Advantages & disadvantages of using a private lender
Advantages
- Flexibility: Private lenders can give borrowers the ultimate flexibility on loan amount, loan terms and qualification criteria because they can lend funds however they want to, within the lending laws of the country and the state.
- Fast approval: Due to the fact that these loans are given out according to the lender’s own criteria, approval can be given very quickly, if not immediately. This is extremely useful for real estate investors on a time crunch or trying to beat the competition.
- No minimum credit score: Those who are looking for a loan but don’t have a good credit score or history can benefit from using a private lender who may not be interested at all in the borrower’s personal finances and rather in the deal itself.
- 100% financing: Private lenders are likely to offer 100% financing for borrowers which can be very difficult to find elsewhere.
Disadvantages
- High interest rates and fees: Private lenders can make their own rules, which means that borrowers may face high interest rates and high fees which can make this option an expensive one.
- Personal relationships at stake: If the lender that is providing the funds is a relative or friend of the borrower, this can put strain on their relationship if something were to go awry with the loan or the rea estate deal.
- Shorter repayment schedule: The time that borrowers have to pay back the loan may be shorter when it comes to private lenders as they may not want to wait 15 years for the loan to be repaid.
Hard money lender or private lender - Which should you choose?
Using a hard money lender
There are 3 types of borrowers who would generally use a hard money lender to fund their projects:
1. Real estate investors who are flipping houses and need access to funds quickly.
These types of investors will get a fix and flip loan with hard money lenders and generally pay the interest only for the duration of the loan until the end where a balloon payment is due for the principal amount. This option suits house flipping investors well, as they only need to pay off the interest while they are repairing and renovating the house, and they can then sell the house to make the balloon payment. Hard money loans offer fix and flip investors the opportunity to get funding fast, which can help them beat the competition.
2. Rental property investors who are buying properties to rent out to tenants.
Those who are buying properties to rent out, will often need enough money to purchase the property and potentially renovate it, but they will likely be able to pay the loan back over a longer period. Hard money lenders don’t only do short-term loans, they can also offer long-term loans for this particular purpose. For example, New Silver offers a 30-year fixed loan for rental properties.

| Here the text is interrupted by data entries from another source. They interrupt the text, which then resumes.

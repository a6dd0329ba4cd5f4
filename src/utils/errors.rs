// src/utils/errors.rs
//! Engine error types
//!
//! All fallible engine operations return [`Result`]. Expected failure modes
//! (script errors, timeouts, missing modules) are modelled as values on
//! `ExecutionResult`; `EngineError` covers mechanism-level faults only.

use thiserror::Error;

/// Result type used throughout the engine
pub type Result<T> = std::result::Result<T, EngineError>;

/// Engine error variants
#[derive(Debug, Error)]
pub enum EngineError {
    /// The interpreter executable could not be found or launched
    #[error("failed to spawn interpreter process: {0}")]
    ProcessSpawnFailed(String),

    /// An operation exceeded its allotted time
    #[error("execution timed out")]
    ExecutionTimeout,

    /// The caller cancelled the operation
    #[error("execution cancelled")]
    ExecutionCancelled,

    /// The interpreter pool failed to initialize and is permanently down
    #[error("interpreter pool unavailable: {0}")]
    PoolUnavailable(String),

    /// No pool slot could be leased
    #[error("interpreter pool exhausted")]
    PoolExhausted,

    /// The module resolver could not produce a viable load plan
    #[error("module resolution failed: {0}")]
    ModuleResolution(String),

    /// No session with the given id is registered
    #[error("session not found: {0}")]
    SessionNotFound(String),

    /// Connecting to the remote management endpoint failed
    #[error("connection failed ({kind}): {message}")]
    ConnectionFailed {
        kind: ConnectionErrorKind,
        message: String,
    },

    /// Catch-all for unexpected runtime faults
    #[error("runtime error: {0}")]
    RuntimeError(String),

    /// I/O error (temp files, pipes)
    #[error("I/O error: {0}")]
    Io(#[from] std::io::Error),

    /// Configuration loading or validation error
    #[error("configuration error: {0}")]
    Config(#[from] config::ConfigError),
}

impl EngineError {
    /// Whether this error means the backend mechanism itself could not run,
    /// as opposed to the script failing or the call being cut short.
    pub fn is_mechanism_failure(&self) -> bool {
        !matches!(
            self,
            EngineError::ExecutionTimeout | EngineError::ExecutionCancelled
        )
    }
}

/// Best-effort classification of a connect failure, for actionable messaging
#[derive(Debug, Clone, Copy, PartialEq, Eq)]
pub enum ConnectionErrorKind {
    /// Rejected credentials or insufficient privileges
    Authentication,
    /// Certificate validation problems (untrusted, expired, name mismatch)
    Certificate,
    /// The endpoint could not be reached at all
    Network,
    /// Anything we could not classify
    Unknown,
}

impl ConnectionErrorKind {
    /// Classify raw interpreter error text.
    ///
    /// Certificate markers are checked before network markers because TLS
    /// failures frequently mention the connection as well.
    pub fn classify(error_text: &str) -> Self {
        let text = error_text.to_lowercase();

        if text.contains("incorrect user")
            || text.contains("invalid credential")
            || text.contains("authenticat")
            || text.contains("authoriz")
            || text.contains("login")
            || text.contains("password")
        {
            ConnectionErrorKind::Authentication
        } else if text.contains("certificate")
            || text.contains("x509")
            || text.contains("ssl")
            || text.contains("tls")
            || text.contains("trust")
        {
            ConnectionErrorKind::Certificate
        } else if text.contains("timed out")
            || text.contains("timeout")
            || text.contains("refused")
            || text.contains("unreachable")
            || text.contains("could not resolve")
            || text.contains("no such host")
            || text.contains("proxy")
            || text.contains("network")
        {
            ConnectionErrorKind::Network
        } else {
            ConnectionErrorKind::Unknown
        }
    }

    /// Remediation hint rendered alongside the classified message
    pub fn recommendation(&self) -> &'static str {
        match self {
            ConnectionErrorKind::Authentication => {
                "Verify the username and password, and that the account is not locked out"
            }
            ConnectionErrorKind::Certificate => {
                "Install the endpoint's CA certificate or relax the certificate policy"
            }
            ConnectionErrorKind::Network => {
                "Check the endpoint address, DNS resolution, firewall rules and proxy settings"
            }
            ConnectionErrorKind::Unknown => "Inspect the full error text in the logs",
        }
    }
}

impl std::fmt::Display for ConnectionErrorKind {
    fn fmt(&self, f: &mut std::fmt::Formatter<'_>) -> std::fmt::Result {
        let label = match self {
            ConnectionErrorKind::Authentication => "authentication",
            ConnectionErrorKind::Certificate => "certificate",
            ConnectionErrorKind::Network => "network",
            ConnectionErrorKind::Unknown => "unknown",
        };
        write!(f, "{}", label)
    }
}

#[cfg(test)]
mod tests {
    use super::*;

    #[test]
    fn test_classify_authentication() {
        let kind = ConnectionErrorKind::classify(
            "Cannot complete login due to an incorrect user name or password.",
        );
        assert_eq!(kind, ConnectionErrorKind::Authentication);
    }

    #[test]
    fn test_classify_certificate() {
        let kind = ConnectionErrorKind::classify(
            "The SSL connection could not be established: untrusted certificate chain",
        );
        assert_eq!(kind, ConnectionErrorKind::Certificate);
    }

    #[test]
    fn test_classify_network() {
        let kind = ConnectionErrorKind::classify("No connection: operation timed out");
        assert_eq!(kind, ConnectionErrorKind::Network);
    }

    #[test]
    fn test_classify_unknown() {
        let kind = ConnectionErrorKind::classify("object reference not set");
        assert_eq!(kind, ConnectionErrorKind::Unknown);
    }

    #[test]
    fn test_mechanism_failure_taxonomy() {
        assert!(EngineError::ProcessSpawnFailed("pwsh missing".into()).is_mechanism_failure());
        assert!(EngineError::PoolUnavailable("init failed".into()).is_mechanism_failure());
        assert!(!EngineError::ExecutionTimeout.is_mechanism_failure());
        assert!(!EngineError::ExecutionCancelled.is_mechanism_failure());
    }
}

3. Developers who are doing ground-up construction projects.
Developers who are building properties may need hard money loans to get their project off the ground. These can come in handy for a cash injection to get a project started. These loans can be an easier option for builders who need fast access to funds with no hard credit pull.
Using a private lender
Anyone who needs money for a particular venture can use a private lender. In the case of real estate investing, this could be anything from fix and flip to buy and hold strategies. Private lenders don’t advertise, so this type of lender is usually found by referral. If you’re in need of funds for a real estate project, and you’re unable to get a traditional due to bad credit or any other reason, private lenders could be a good solution for you.
Final thoughts on hard money lenders vs private lenders
Before you sign on the dotted line for either loan type, make sure that you’ve done your homework to determine which loan is best suited to your real estate needs. Each lender is different and weighing the risks against the benefits is the best way to determine which type of lender is the best solution for you.